Questa Spagna non poteva che fare questa fine. Eliminata al primo turno prima ancora di giocare l’ultima partita.

Arriva infatti anche la sconfitta contro il Cile, dopo la debacle contro l’Olanda di Robben e Van Persie che poteva anche passare per una serata storta. E anche il Cile ha strameritata: 2-0. Eccola, la Spagna eliminata, e non poteva essere altrimenti:

– Casillas tra i pali. Guardando la parabola degli ultimi due anni già con la maglia del Real Madrid, già molto è detto. Divenuto barzelletta degli stessi media spagnoli, finale di Champions (vinta) inclusa.
– Azpilicueta basso a destra. Uno che con il Chelsea c’entra poco. E con il concetto di campione del mondo ancora meno.
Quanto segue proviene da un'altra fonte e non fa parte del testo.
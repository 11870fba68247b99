//! Common types for BMC operations

use std::fmt;

/// Power state of a machine
#[derive(Debug, Clone, Copy, PartialEq, Eq)]
pub enum PowerState {
    On,
    Off,
    /// The BMC reported something we do not recognize
    Unknown,
}

impl fmt::Display for PowerState {
    fn fmt(&self, f: &mut fmt::Formatter<'_>) -> fmt::Result {
        match self {
            PowerState::On => write!(f, "on"),
            PowerState::Off => write!(f, "off"),
            PowerState::Unknown => write!(f, "unknown"),
        }
    }
}

/// Firmware path for the one-time boot override
#[derive(Debug, Clone, Copy, PartialEq, Eq)]
pub enum BootMode {
    Uefi,
    Legacy,
}

impl fmt::Display for BootMode {
    fn fmt(&self, f: &mut fmt::Formatter<'_>) -> fmt::Result {
        match self {
            BootMode::Uefi => write!(f, "uefi"),
            BootMode::Legacy => write!(f, "legacy"),
        }
    }
}

/// Power action issued to kick off the boot
#[derive(Debug, Clone, Copy, PartialEq, Eq)]
pub enum ResetKind {
    /// Hard restart of a running machine
    ForceRestart,
    /// Power on a machine that is off
    PowerOn,
}

impl fmt::Display for ResetKind {
    fn fmt(&self, f: &mut fmt::Formatter<'_>) -> fmt::Result {
        match self {
            ResetKind::ForceRestart => write!(f, "force-restart"),
            ResetKind::PowerOn => write!(f, "power-on"),
        }
    }
}

#[cfg(test)]
mod tests {
    use super::*;

    #[test]
    fn test_power_state_display() {
        assert_eq!(PowerState::On.to_string(), "on");
        assert_eq!(PowerState::Off.to_string(), "off");
        assert_eq!(PowerState::Unknown.to_string(), "unknown");
    }

    #[test]
    fn test_boot_mode_display() {
        assert_eq!(BootMode::Uefi.to_string(), "uefi");
        assert_eq!(BootMode::Legacy.to_string(), "legacy");
    }

    #[test]
    fn test_reset_kind_display() {
        assert_eq!(ResetKind::ForceRestart.to_string(), "force-restart");
        assert_eq!(ResetKind::PowerOn.to_string(), "power-on");
    }
}
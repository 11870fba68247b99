//! Anvil image builder
//!
//! Turns a vendor-supplied hypervisor installer ISO into a per-host
//! unattended-install image:
//!
//! 1. extract the source ISO into a per-host staging tree
//! 2. append the kickstart kernel option to the existing boot config
//!    (the module list is never regenerated)
//! 3. render the kickstart descriptor from host + network + credentials
//! 4. lowercase the tree, preserving the descriptor's fixed-case name
//! 5. repack as a hybrid (BIOS + UEFI) bootable ISO
//!
//! Build failures are deterministic given identical inputs, so nothing
//! here retries; the orchestrator surfaces failures to the operator.

pub mod bootcfg;
pub mod builder;
pub mod descriptor;
pub mod error;
pub mod staging;

pub use builder::{artifact_uri, image_filename, BuilderConfig, ImageBuilder};
pub use descriptor::{render_descriptor, DESCRIPTOR_FILENAME};
pub use error::{BuildError, Result};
Fatti, non sentenze. Farebbe probabilmente panchina a De Silvestri nella Sampdoria.
– Javi Martinez. Metodista inventato difensore. Più lento di una tartaruga (per caratteristiche) contro i noti velocisti del Cile.
– Sergio Ramos. Le ha indovinate tutte quest’anno, non poteva fare Bingo. Ma perché sul centrosinistra dietro. Booooh.
– Jordi Alba. Uno dei pochi della prossima generazione. Se non ha gamba per spingere neppure lui, allora la spiegazione del crollo generale è abbastanza chiara.
– Xabi Alonso. Più lento di Martinez.
– Busquets. Più lento di Xabi Alonso.
– Iniesta. Ha i capelli bianchi.
– Pedro. Sono finiti da tempo i tempi in cui tutto ciò che toccava diventava oro. Ce se lo poteva aspettare.
– David Silva. Non è Messi. E la Spagna con Xavi in panchina non è il Barcellona.
– Diego Costa. Spagnolo per forza. Non ce n’era bisogno, scherzi del destino.